微敞的衣領被風吹得晃了晃,她沒有用手去理,那些淤痕便大面積露出來,讓他不敢直視。遂控制著情緒,將眼楮用力挪開,看著她的臉,一字一句說出︰「我上次就說過了,我們勝安不需要像你這種靠身體換來的訂單!我也不希望有你這種靠走捷徑而換來業績的懶惰員工!你這樣做,跟ji女有什麼分別?」
他很少用這麼赤/果尖利的詞,甚至,他都很少用這種口氣這麼直白的話語來批評一個員工。
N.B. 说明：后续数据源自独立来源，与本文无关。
//! Persistent sled-backed storage adapter.
//!
//! One sled database per logical name, rooted at `dir/logical_name`. Document
//! bodies are stored as JSON bytes under the document id; sled handles
//! durability and crash recovery, so reopening the same path yields the prior
//! contents.

use std::path::Path;

use crate::{Document, DocumentStore, Result, StorageAdapter};

#[derive(Debug)]
pub struct SledAdapter;

impl SledAdapter {
    pub fn new() -> Self {
        Self
    }
}

impl Default for SledAdapter {
    fn default() -> Self {
        Self::new()
    }
}

impl StorageAdapter for SledAdapter {
    fn name(&self) -> &'static str {
        "sled"
    }

    fn open(&self, dir: &Path, logical_name: &str) -> Result<Box<dyn DocumentStore>> {
        let db = sled::open(dir.join(logical_name))?;
        Ok(Box::new(SledStore { db }))
    }
}

struct SledStore {
    db: sled::Db,
}

impl DocumentStore for SledStore {
    fn put(&self, doc: Document) -> Result<()> {
        let bytes = serde_json::to_vec(&doc.body)?;
        self.db.insert(doc.id.as_bytes(), bytes)?;
        self.db.flush()?;
        Ok(())
    }

    fn get(&self, id: &str) -> Result<Option<Document>> {
        match self.db.get(id.as_bytes())? {
            Some(bytes) => {
                let body: serde_json::Value = serde_json::from_slice(&bytes)?;
                Ok(Some(Document::new(id, body)))
            }
            None => Ok(None),
        }
    }

    fn delete(&self, id: &str) -> Result<bool> {
        let removed = self.db.remove(id.as_bytes())?.is_some();
        if removed {
            self.db.flush()?;
        }
        Ok(removed)
    }

    fn all(&self) -> Result<Vec<Document>> {
        let mut docs = Vec::new();
        for entry in self.db.iter() {
            let (key, bytes) = entry?;
            let id = String::from_utf8_lossy(&key).into_owned();
            let body: serde_json::Value = serde_json::from_slice(&bytes)?;
            docs.push(Document::new(id, body));
        }
        Ok(docs)
    }

    fn len(&self) -> Result<usize> {
        Ok(self.db.len())
    }
}

#[cfg(test)]
mod tests {
    use super::*;
    use serde_json::json;
    use tempfile::tempdir;

    #[test]
    fn roundtrip_and_reopen_preserves_data() {
        let dir = tempdir().unwrap();
        let adapter = SledAdapter::new();

        {
            let store = adapter.open(dir.path(), "publications").unwrap();
            store
                .put(Document::new("pub-1", json!({"title": "Frankenstein"})))
                .unwrap();
            assert_eq!(store.len().unwrap(), 1);
        }

        // A second open against the same path sees the prior write.
        let store = adapter.open(dir.path(), "publications").unwrap();
        let doc = store.get("pub-1").unwrap().unwrap();
        assert_eq!(doc.body["title"], "Frankenstein");
    }

    #[test]
    fn logical_names_do_not_share_a_path() {
        let dir = tempdir().unwrap();
        let adapter = SledAdapter::new();

        let a = adapter.open(dir.path(), "opds").unwrap();
        let b = adapter.open(dir.path(), "config").unwrap();
        a.put(Document::new("k", json!("feed"))).unwrap();

        assert!(b.get("k").unwrap().is_none());
        assert!(dir.path().join("opds").is_dir());
        assert!(dir.path().join("config").is_dir());
    }

    #[test]
    fn delete_then_iterate() {
        let dir = tempdir().unwrap();
        let store = SledAdapter::new().open(dir.path(), "config").unwrap();

        store.put(Document::new("a", json!(1))).unwrap();
        store.put(Document::new("b", json!(2))).unwrap();
        assert!(store.delete("a").unwrap());

        let all = store.all().unwrap();
        assert_eq!(all.len(), 1);
        assert_eq!(all[0].id, "b");
    }
}
//! Logical database factory.
//!
//! A thin construction step over the selected adapter: each call opens an
//! independent logical database at `root/logical_name`. All query semantics
//! live behind [`DocumentStore`]; the services wrapping each handle own it
//! exclusively.

use std::{
    path::{Path, PathBuf},
    sync::Arc,
};

use crate::{registry::active_adapter, AdapterRegistry, DocumentStore, StorageAdapter, StoreError};

/// An opened logical database: its name, its on-disk location and the store
/// handle produced by the adapter.
pub struct LogicalDb {
    pub name: String,
    pub path: PathBuf,
    pub store: Box<dyn DocumentStore>,
}

impl LogicalDb {
    pub fn store(&self) -> &dyn DocumentStore {
        self.store.as_ref()
    }
}

impl std::fmt::Debug for LogicalDb {
    fn fmt(&self, f: &mut std::fmt::Formatter<'_>) -> std::fmt::Result {
        f.debug_struct("LogicalDb")
            .field("name", &self.name)
            .field("path", &self.path)
            .finish_non_exhaustive()
    }
}

/// Opens logical databases with one fixed adapter.
pub struct DbFactory {
    adapter: Arc<dyn StorageAdapter>,
}

impl DbFactory {
    /// Factory over an explicit adapter. Used by tests and by embedders that
    /// manage selection themselves.
    pub fn with_adapter(adapter: Arc<dyn StorageAdapter>) -> Self {
        Self { adapter }
    }

    /// Factory over the process-wide active adapter.
    ///
    /// # Errors
    /// Fails if no adapter has been activated, or the active name is not in
    /// the registry (a build/configuration mismatch).
    pub fn from_active(registry: &AdapterRegistry) -> crate::Result<Self> {
        let name = active_adapter().ok_or(StoreError::NoActiveAdapter)?;
        Ok(Self {
            adapter: registry.select(name)?,
        })
    }

    /// The adapter backing this factory.
    pub fn adapter_name(&self) -> &'static str {
        self.adapter.name()
    }

    /// Create or open the logical database `logical_name` under `root`.
    ///
    /// # Errors
    /// Wraps any adapter failure in `StoreError::OpenDatabase` carrying the
    /// logical name, so a failing database is identifiable at the call site.
    pub fn open_database(&self, root: &Path, logical_name: &str) -> crate::Result<LogicalDb> {
        let path = root.join(logical_name);
        let store = self
            .adapter
            .open(root, logical_name)
            .map_err(|e| StoreError::OpenDatabase {
                database: logical_name.to_owned(),
                source: Box::new(e),
            })?;
        tracing::debug!(
            database = logical_name,
            adapter = self.adapter.name(),
            path = %path.display(),
            "opened logical database"
        );
        Ok(LogicalDb {
            name: logical_name.to_owned(),
            path,
            store,
        })
    }
}

#[cfg(test)]
mod tests {
    use super::*;
    use crate::{memory::MemoryAdapter, Document};
    use serde_json::json;
    use std::path::Path;

    fn memory_factory() -> DbFactory {
        DbFactory::with_adapter(Arc::new(MemoryAdapter::new()))
    }

    #[test]
    fn opens_independent_logical_databases() {
        let factory = memory_factory();
        let root = Path::new("/data/db");

        let publications = factory.open_database(root, "publications").unwrap();
        let opds = factory.open_database(root, "opds").unwrap();

        assert_eq!(publications.name, "publications");
        assert_eq!(publications.path, root.join("publications"));
        assert_ne!(publications.path, opds.path);

        publications
            .store()
            .put(Document::new("p", json!({})))
            .unwrap();
        assert!(opds.store().is_empty().unwrap());
    }

    #[test]
    fn open_failure_names_the_database() {
        #[derive(Debug)]
        struct FailingAdapter;
        impl StorageAdapter for FailingAdapter {
            fn name(&self) -> &'static str {
                "failing"
            }
            fn open(
                &self,
                _dir: &Path,
                _logical_name: &str,
            ) -> crate::Result<Box<dyn DocumentStore>> {
                Err(StoreError::Io(std::io::Error::other("disk on fire")))
            }
        }

        let factory = DbFactory::with_adapter(Arc::new(FailingAdapter));
        let err = factory
            .open_database(Path::new("/data/db"), "config")
            .unwrap_err();
        let msg = err.to_string();
        assert!(msg.contains("config"), "got: {msg}");
    }

    #[test]
    fn from_active_requires_activation_or_known_name() {
        // Never activates in this test binary's other paths with a non-memory
        // name, so this either sees "no active adapter" (when this test runs
        // first) or resolves the memory adapter activated by the registry
        // lifecycle test.
        let registry = AdapterRegistry::builtin();
        match DbFactory::from_active(&registry) {
            Ok(factory) => assert_eq!(factory.adapter_name(), "memory"),
            Err(StoreError::NoActiveAdapter) => {}
            Err(other) => panic!("unexpected error: {other:?}"),
        }
    }
}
在他的人生觀里,除了那血溶于水不可剔除的親情之外,人與人之間的相處就只剩利益,既然只有利益,那麼他便不需要費力費心地去提點一個與自己不想干的人,所以他創建勝安這麼多年,外人只看見他溫雅從容的表象,卻不知他內心里的傲然狠辣,只有跟他親近共事的幾個人才了解喬安明的為人,話少,隱忍,什麼都看在眼里卻不肯多說一個字,像一口不知底的井,喜怒都不在臉上,甚至訓人,都只言語里帶幾個略加情緒的詞,斷不會像現在這樣,直白地說出心里的不快,甚至是對著一個職位不高的醫藥代表。
可是這些,杜箬不知,眼里就只看見喬安明像君王一樣站在自己面前細數她骯髒的罪狀。
「懶惰?妓女?」再次冷笑一聲,原本蒼白的臉色顯得更為淒然,可是他說的哪里不對?就算她以前沒做過,但是她現在已經開始嘗試著做了,雖未得逞,但已經有這意圖,所以他沒有說錯,只是這種話從他口中說出,她心里就沒來由的堵,委屈,心酸,不服…像網一樣撲面而來…她卻淡淡又是一笑,開口︰
「喬總,這個王院長我跟了快一年,吃飯喝茶聊天甚至陪他老婆逛街做美容,該做的不該做的我都做盡了才熬到這一天!你憑什麼說我懶惰!還有,勝安能夠做到今天這個規模,難道你敢說沒有一單是用醫藥代表的身體換來的?如果我是妓女,那麼你!喬-安-明——就是一個不折不扣的老鴇!」
她像一只發怒的小獸,句句切中要害,讓他頓時無力反擊。
是啊,如果他還是初出茅廬的小伙子,他至少還有立場去批判她的不恥行為,可是他是歷經商海的喬安明,他用自己的人生和千萬醫藥代表的身體才換來如今龐大的藥業王國,他何德,何能,用何立場來斥責她的所作所為?